I sat alone at the Owl Bar, waiting for my friends to arrive. It’s an old, scarred bar that probably has absorbed many secrets, tears and laughter. It’s been here for more than 100 years. Back in 1903 I couldn’t have entered the bar, much less order that Bloody Mary I had. (Men only were allowed to enter back then.)
Dark and moody, the atmosphere was quiet now but I wondered what it must have been like a century ago. I imagined H.L. Mencken holding forth in a corner (Everybody probably heard him). Did Scott and Zelda stop here on their way back to their apartment downtown? What did the former King of England order when he came here with Baltimorean Wallis Warfield Simpson?
The Owl, tucked in the back of the wedding cake of a former hotel, the Belvedere, (it’s now condominiums), is one of two bar/restaurants on the property. The other is the Thirteenth Floor. That one has the views; this one has the history.
The Owl opened in a time when Baltimore attracted the famous and the infamous. Times were good; Baltimore was booming. And the party, according to the Owl’s menu was non-stop.
But when Prohibition threatened to turn out the lights on the party, the Owl found a way to keep the booze flowing.
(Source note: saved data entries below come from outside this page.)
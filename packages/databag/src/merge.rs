//! Deep copy and deep merge of nested maps.
//!
//! Merging is override-wins-on-leaf: where both sides hold a map under the
//! same key the two maps are merged recursively, anywhere else the later
//! value replaces the earlier one.

use std::collections::btree_map::Entry;

use crate::value::{Map, Value};

/// Copy every entry of `src` into `dst`.
///
/// Nested maps are copied all the way down, so `dst` shares nothing with
/// `src` afterwards. Keys of `dst` missing from `src` are left alone, keys
/// present in both are replaced whole.
pub fn deep_copy(dst: &mut Map, src: &Map) {
    for (key, value) in src {
        let copied = match value {
            Value::Map(nested) => {
                let mut tmp = Map::new();
                deep_copy(&mut tmp, nested);
                Value::Map(tmp)
            }
            leaf => leaf.clone(),
        };
        dst.insert(key.clone(), copied);
    }
}

/// Merge `overlay` into `base` in place.
pub fn merge_into(base: &mut Map, overlay: &Map) {
    for (key, incoming) in overlay {
        match (base.get_mut(key), incoming) {
            (Some(Value::Map(existing)), Value::Map(nested)) => merge_into(existing, nested),
            (Some(existing), _) => *existing = incoming.clone(),
            (None, _) => {
                base.insert(key.clone(), incoming.clone());
            }
        }
    }
}

/// Merge `overlay` into `base` in place, consuming the overlay.
pub fn merge_into_owned(base: &mut Map, overlay: Map) {
    for (key, incoming) in overlay {
        match base.entry(key) {
            Entry::Occupied(mut slot) => match (slot.get_mut(), incoming) {
                (Value::Map(existing), Value::Map(nested)) => merge_into_owned(existing, nested),
                (existing, incoming) => *existing = incoming,
            },
            Entry::Vacant(slot) => {
                slot.insert(incoming);
            }
        }
    }
}

/// Merge any number of maps, left to right; later maps win on leaves.
///
/// The inputs are not modified. No maps give an empty map and a single map
/// gives a copy of it.
///
/// # Example
///
/// ```rust
/// use databag::{deep_merge, Map, Value};
///
/// let mut defaults = Map::new();
/// defaults.insert("port".into(), Value::from(80i64));
/// defaults.insert("host".into(), Value::from("localhost"));
///
/// let mut overrides = Map::new();
/// overrides.insert("port".into(), Value::from(8080i64));
///
/// let merged = deep_merge([&defaults, &overrides]);
/// assert_eq!(merged.get("port"), Some(&Value::from(8080i64)));
/// assert_eq!(merged.get("host"), Some(&Value::from("localhost")));
/// ```
pub fn deep_merge<'a>(maps: impl IntoIterator<Item = &'a Map>) -> Map {
    let mut maps = maps.into_iter();
    let mut merged = Map::new();

    if let Some(first) = maps.next() {
        deep_copy(&mut merged, first);
    }
    for overlay in maps {
        merge_into(&mut merged, overlay);
    }

    merged
}
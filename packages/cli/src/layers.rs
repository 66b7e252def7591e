//! Loading JSON layer files into one bag.
//!
//! Layers are applied in the order given: each file is merged over the ones
//! before it, so the last file wins on leaves.

use std::fs::File;
use std::io::BufReader;
use std::path::{Path, PathBuf};

use databag::{Bag, DataBag};

use crate::error::CliError;

/// Read a single JSON file as a bag.
pub fn load_layer(path: &Path) -> Result<DataBag, CliError> {
    log::debug!("Reading layer {}...", path.display());

    let file = File::open(path).map_err(|source| CliError::Io {
        path: path.to_path_buf(),
        source,
    })?;

    databag_serde::bag_from_reader(BufReader::new(file)).map_err(|source| CliError::Layer {
        path: path.to_path_buf(),
        source,
    })
}

/// Merge every layer, in order, into an empty bag using `separator`.
pub fn load_layers(paths: &[PathBuf], separator: &str) -> Result<DataBag, CliError> {
    let mut bag = DataBag::with_separator(separator)?;
    for path in paths {
        let layer = load_layer(path)?;
        bag.merge(&layer);
    }
    log::debug!(
        "Merged {} layer(s) into {} top-level key(s)",
        paths.len(),
        bag.len()
    );
    Ok(bag)
}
Those owls high above the bar were a kind of a look-out. When their red eyes were blinking, a shipment had been made and feds weren’t around. No blinking, sorry, no liquor. I don’t know how they kept their code a secret, a well-known secret at that, but the Owl survived Prohibition and the rest of the Twentieth Century. I’ve been a visitor off and on since, well, let’s say sometime last century, and it always seems the same.
And yet, really, it has changed. The menu has been updated — there’s even a pizza oven over in a corner. And the bar is well-stocked.
My friends finally arrived and we sat down to wonderful salads and crabcakes and plenty of conversation. I was glad, though I’d arrived early, to drink in a little Baltimore history with my bloody Mary.